Earlier this month, Governor Andrew M. Cuomo of New York announced newly proposed anti-terrorism and anti-money laundering regulations that impose increased compliance requirements and more importantly, vastly expanded personal liability for senior compliance officers.1
In an effort to combat “serious shortcomings in the transaction monitoring and filtering programs” of regulated entities, the Department of Financial Services (Department) has proposed rules that would create additional requirements for AML/BSA programs and impose new annual certification requirements on chief compliance officers. This rule would apply to banks chartered pursuant to New York banking law (Banking Law), all branches and agencies of foreign banking corporations licensed pursuant to Banking Law, as well as nonbank institutions such as check cashers and money transmitters licensed under Banking Law. It is important to note that New York maintains a very broad interpretation of ‘doing business’ in the state that does not necessarily require a physical presence in New York.2
The proposed rule would require licensed institutions (i) to maintain a transaction monitoring program to detect violations of BSA/AML laws and suspicious activity, (ii) to strengthen existing watch list filtering programs designed to block the execution of transactions prohibited by applicable sanctions and terrorist financing rules; and (iii) to make an annual certification by the chief compliance officer that the aforementioned programs are fully compliant with the proposed rule.3 As noted above, the proposed regulations apply not only to banks but also to nonbank regulated institutions such as check cashers and money transmitters licensed under Banking Law.

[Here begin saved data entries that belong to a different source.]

use super::{Dialect, DialectKind};
use crate::catalog::FieldModel;

#[derive(Debug, Clone, Copy, Default)]
pub struct Oracle;

impl Dialect for Oracle {
    fn kind(&self) -> DialectKind {
        DialectKind::Oracle
    }

    fn if_null_function(&self) -> &'static str {
        "nvl"
    }

    fn to_text(&self, expr: &str, _field: &FieldModel) -> String {
        format!("TO_CHAR({})", expr)
    }

    fn current_date(&self) -> &'static str {
        "SYSDATE"
    }

    fn current_time(&self) -> &'static str {
        "SYSDATE"
    }

    fn decode(&self, expr: &str, arms: &[(String, String)], default: Option<&str>) -> String {
        let mut sql = format!("decode({}", expr);
        for (search, result) in arms {
            sql.push_str(&format!(", {}, {}", search, result));
        }
        if let Some(default) = default {
            sql.push_str(&format!(", {}", default));
        }
        sql.push(')');
        sql
    }

    fn relocates_outer_joins(&self) -> bool {
        true
    }

    // ROWNUM_ROWNUM bounds the start while the outer ROWNUM bounds the page
    // size, which Oracle turns into a stop-key.
    fn wrap_window(&self, inner: &str, _order_by: Option<&str>, min: i64, max: i64) -> String {
        format!(
            "SELECT * FROM (SELECT sub.*, rownum as ROWNUM_ROWNUM FROM ({}) sub ) WHERE ROWNUM_ROWNUM > {} AND ROWNUM <= {}",
            inner, min, max
        )
    }

    fn count_alias(&self) -> Option<&'static str> {
        None
    }
}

While the specific requirements of the transaction monitoring program and filtering program add additional layers of regulations to an already complex regulatory scheme, the certification requirement is most noteworthy. In an effort to address a “lack of robust governance, oversight, and accountability at senior levels,” the proposed regulations require an annual certification of the institution’s compliance with the rule.4 This certification regime is likely borrowed from the CEO/CFO certifications required under Sarbanes-Oxley. However, the certification under the proposed rule specifically attests to the adherence of the rule, rather than the more general intended design of such programs found under Section 302 of Sarbanes-Oxley.
Additionally, the proposed rule provides for criminal penalties for a compliance officer submitting an incorrect or false annual certification. While no knowledge requirement is set forth in connection with submitting an inaccurate certification, some degree of scienter is likely required.
We view these regularity developments in New York as having far reaching consequences. Not only will efforts to maintain compliant AML/BSA programs be affected, but regulated entities may increasingly struggle to hire and retain qualified compliance officers. While no other state has proposed similar regulations, New York’s proposal may inspire regulators in other states to act. Other states may well consider the New York precedent in expanding the personal liability of senior compliance officers.
We particularly caution out of state nonbank institutions such as money transmitters and check cashiers with no physical presence in the state but who have online customer transactions in New York. Combining the digital nature of the industry with New York’s broad interpretation of ‘doing business’ in the state, can result in unsuspecting foreign entities being brought under the jurisdiction of Banking Law, including the proposed rule. It remains to be seen to what extent the Department will enforce its rules in regulating entities entirely located and licensed out of state but who have occasional customer contacts originating in New York.
The public notice and comment period expires January 15, 2016. Affected companies should consider commenting on the proposed regulations.